If you change init.el or add/remove functions to autoload files, run make. That is the equivalent of running:

make install       # or (doom/packages-install)
make autoloads     # or (doom/reload-autoloads)

You can run any Make command with DEBUG=1 for added logging verbosity, and YES=1 to auto-accept any confirmation prompts.

Deciphering my emacs.d

So you want to grok some of this madness. Here are a few suggestions:

Highlights

  • A popup window management system using shackle to minimize mental context switching while dealing with temporary or disposable buffers.
  • Per-project code-style settings with editorconfig. Let someone else argue about tabs versus spaces (spaces > tabs, btw).
  • Workspaces & session persistence with persp-mode.
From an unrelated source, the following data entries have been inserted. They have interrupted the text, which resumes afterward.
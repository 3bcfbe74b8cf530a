use super::*;
use chess_kernel::{SearchContext, SearchLimits, legal_moves, parse_fen};

fn ctx(depth: u8) -> SearchContext {
    SearchContext::new(SearchLimits::depth(depth))
}

#[test]
fn test_finds_back_rank_mate() {
    let mut engine = MinimaxEngine::new();
    let mut pos = parse_fen("6k1/5ppp/8/8/8/8/8/4R2K w - - 0 1").unwrap();
    let result = engine.choose_move(&mut pos, &ctx(3));
    let mv = result.best_move.unwrap();
    assert_eq!((mv.from, mv.to), (4, 60), "Re1-e8 mates");
    assert!(result.score >= MATE_SCORE);
}

#[test]
fn test_takes_the_hanging_queen() {
    let mut engine = MinimaxEngine::new();
    let mut pos = parse_fen("4k3/8/3q4/8/4N3/8/8/4K3 w - - 10 12").unwrap();
    let result = engine.choose_move(&mut pos, &ctx(3));
    let mv = result.best_move.unwrap();
    assert!(mv.is_capture(), "expected Nxd6, got {mv:?}");
    assert_eq!(mv.to, 43);
}

#[test]
fn test_no_moves_when_mated() {
    let mut engine = MinimaxEngine::new();
    let mut pos =
        parse_fen("r1bqkb1r/pppp1Qpp/2n2n2/4p3/2B1P3/8/PPPP1PPP/RNB1K1NR b KQkq - 0 4")
            .unwrap();
    let result = engine.choose_move(&mut pos, &ctx(3));
    assert!(result.best_move.is_none());
}

#[test]
fn test_position_restored_after_search() {
    let mut engine = MinimaxEngine::new();
    let mut pos = parse_fen("r3k2r/p1ppqpb1/bn2pnp1/3PN3/1p2P3/2N2Q1p/PPPBBPPP/R3K2R w KQkq - 0 1")
        .unwrap();
    let before = pos.position_hash();
    engine.choose_move(&mut pos, &ctx(3));
    assert_eq!(pos.position_hash(), before);
}

#[test]
fn test_moves_are_legal() {
    let mut engine = MinimaxEngine::new();
    let mut pos = Position::startpos();
    let result = engine.choose_move(&mut pos, &ctx(2));
    assert!(legal_moves(&pos).contains(&result.best_move.unwrap()));
}

#[test]
fn test_escapes_check() {
    // Only legal responses deal with the check; the engine must pick one.
    let mut engine = MinimaxEngine::new();
    let mut pos =
        parse_fen("rnbqkbnr/ppppp1pp/8/5p1Q/4P3/8/PPPP1PPP/RNB1KBNR b KQkq - 1 2").unwrap();
    let result = engine.choose_move(&mut pos, &ctx(2));
    let mv = result.best_move.unwrap();
    let undo = pos.make_move(mv);
    assert!(!pos.in_check(chess_kernel::Color::Black));
    pos.unmake_move(mv, undo);
}

/// Plain minimax without pruning, same terminal rules as the engine.
fn unpruned(pos: &mut Position, depth: u8, root: Color, ctx: &SearchContext) -> i32 {
    if pos.is_fifty_move_draw() || pos.is_insufficient_material() {
        return 0;
    }
    let hash = pos.position_hash();
    if ctx.history.iter().filter(|&&h| h == hash).count() >= 2 {
        return 0;
    }
    if depth == 0 {
        return evaluate(pos, root, Difficulty::Medium);
    }
    let mut moves = Vec::new();
    legal_moves_into(pos, &mut moves);
    if moves.is_empty() {
        let side = pos.side_to_move;
        if !pos.in_check(side) {
            return 0;
        }
        return if side == root {
            -(MATE_SCORE + depth as i32)
        } else {
            MATE_SCORE + depth as i32
        };
    }

    let maximizing = pos.side_to_move == root;
    let mut best = if maximizing { i32::MIN } else { i32::MAX };
    for mv in moves {
        let undo = pos.make_move(mv);
        let score = unpruned(pos, depth - 1, root, ctx);
        pos.unmake_move(mv, undo);
        best = if maximizing {
            best.max(score)
        } else {
            best.min(score)
        };
    }
    best
}

#[test]
fn test_pruning_preserves_the_score() {
    // Alpha-beta is an optimization, not a behavior change: the root score
    // must match exhaustive minimax at the same depth.
    for fen in [
        "4k3/8/3q4/8/4N3/8/8/4K3 w - - 10 12",
        "6k1/5ppp/8/8/8/8/8/4R2K w - - 0 1",
        "rnbqkbnr/pppp1ppp/8/4p3/4P3/8/PPPP1PPP/RNBQKBNR w KQkq - 0 2",
    ] {
        let context = ctx(3);
        let mut pos = parse_fen(fen).unwrap();
        let root = pos.side_to_move;
        let reference = unpruned(&mut pos, 3, root, &context);

        let mut engine = MinimaxEngine::new();
        let result = engine.choose_move(&mut pos, &ctx(3));
        assert_eq!(result.score, reference, "score diverged for {fen}");
    }
}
This provides tab emulation that vaguely resembles vim tabs.
  • Project & workspace-aware buffer navigation and functions.
  • A vim-centric environment with evil-mode
  • Fast search utilities:
  • REPLs & inline/live code evaluation (using quickrun) with languages support for Ruby, Python, PHP, JS, Elisp, Haskell, Lua and more.
  • Minimalistic diffs in the fringe with git-gutter-fringe.
  • A do-what-I-mean jump-to-definition implementation that tries its darnest to find the definition of what you're looking at. It tries major-mode commands, xref (experimental Emacs library) dumb-jump, ctags (WIP), then counsel-ag.
  • Snippets and file-templates with yasnippet.
  • A smarter, perdier, Atom-inspired mode-line that includes:
    • evil-search/iedit/evil-substitute mode-line integration
    • Macro-recording indicator
    • Python/ruby version in mode-line (for rbenv/pyenv)
  • Emacs as an:
    • Email client (using mu4e & offlineimap)
    • Presentation app (using org-tree-slides, ox-reveal, +present/big-mode & impatient-mode)
    • RSS feed reader (using elfeed)
    • Word Processor (using LaTeX, Org and Markdown)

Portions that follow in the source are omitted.